For the first time an American general was killed during the wars against the Indian tribes. The little known Modoc war was another of those lesser known conflicts as action against the Sioux on the Great Plains and the Apache in the Arizona desert got far more attention.
The Modocs were moved from a reservation in northern California to one in Oregon to share with the Klamath, a tribe that had a long feuding history with the Modoc. That was the immediate cause of the war. It was kept going by one of the Modoc's more charismatic leaders, a chief named Captain Jack.
On April 11, 1873, General E.R.S. Canby among other peace commissioners who were sitting in council with Captain Jack and the other chiefs were suddenly shot and killed, in fact Captain Jack personally did shoot General Canby. Charles Bronson in his very first film with that name having dropped his real birth last name of Buckinsky plays Captain Jack. Warner Anderson plays the feckless and luckless Canby.
The horror of that incident aroused some bad public opinion against the Modocs, not to dissimilar against to what was aroused against the Japanese after Pearl Harbor and Islamist extremists after the World Trade Center attack albeit on a much smaller scale. It certainly shifted priorities for a while in the War Department from the Sioux and the Apache.
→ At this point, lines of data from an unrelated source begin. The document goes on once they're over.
use super::{
    AdminClient, AdminShopifyError, DiscountCreateInput, DiscountUpdateInput, GraphQLError,
    queries::{
        DiscountAutomaticActivate, DiscountAutomaticDeactivate, DiscountAutomaticDelete,
        DiscountCodeActivate, DiscountCodeBasicCreate, DiscountCodeBasicUpdate,
        DiscountCodeBulkActivate, DiscountCodeBulkDeactivate, DiscountCodeBulkDelete,
        DiscountCodeDeactivate, DiscountCodeDelete, GetCustomerSegments, GetDiscountCode,
        GetDiscountCodes, GetDiscountNodes,
    },
};
use crate::shopify::types::{
    CustomerSegment, DiscountCode, DiscountCodeConnection, DiscountCombinesWith,
    DiscountListConnection, DiscountListItem, DiscountMethod, DiscountMinimumRequirement,
    DiscountSortKey, DiscountStatus, DiscountType, DiscountValue, PageInfo,
};

/// Convert GraphQL discount status to domain type.
const fn convert_discount_status(
    status: &super::queries::get_discount_codes::DiscountStatus,
) -> DiscountStatus {
    match status {
        super::queries::get_discount_codes::DiscountStatus::ACTIVE
        | super::queries::get_discount_codes::DiscountStatus::Other(_) => DiscountStatus::Active,
        super::queries::get_discount_codes::DiscountStatus::EXPIRED => DiscountStatus::Expired,
        super::queries::get_discount_codes::DiscountStatus::SCHEDULED => DiscountStatus::Scheduled,
    }
}

/// Convert GraphQL discount status to domain type (for single discount query).
const fn convert_discount_status_single(
    status: &super::queries::get_discount_code::DiscountStatus,
) -> DiscountStatus {
    match status {
        super::queries::get_discount_code::DiscountStatus::ACTIVE
        | super::queries::get_discount_code::DiscountStatus::Other(_) => DiscountStatus::Active,
        super::queries::get_discount_code::DiscountStatus::EXPIRED => DiscountStatus::Expired,
        super::queries::get_discount_code::DiscountStatus::SCHEDULED => DiscountStatus::Scheduled,
    }
}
Alan Ladd plays a real frontier figure named Johnny MacKay who as the film has him was a civilian scout employed by the army to find Captain Jack. His role in real life was not at the center stage of the film, but he did play a part in the Modoc Wars. And he was not among the surviving peace commissioners he wasn't at the meeting when the assassinations happened.
For all its inaccuracies Drum Beat is the only film I know to deal with this incident that shocked a nation during The Gilded Age.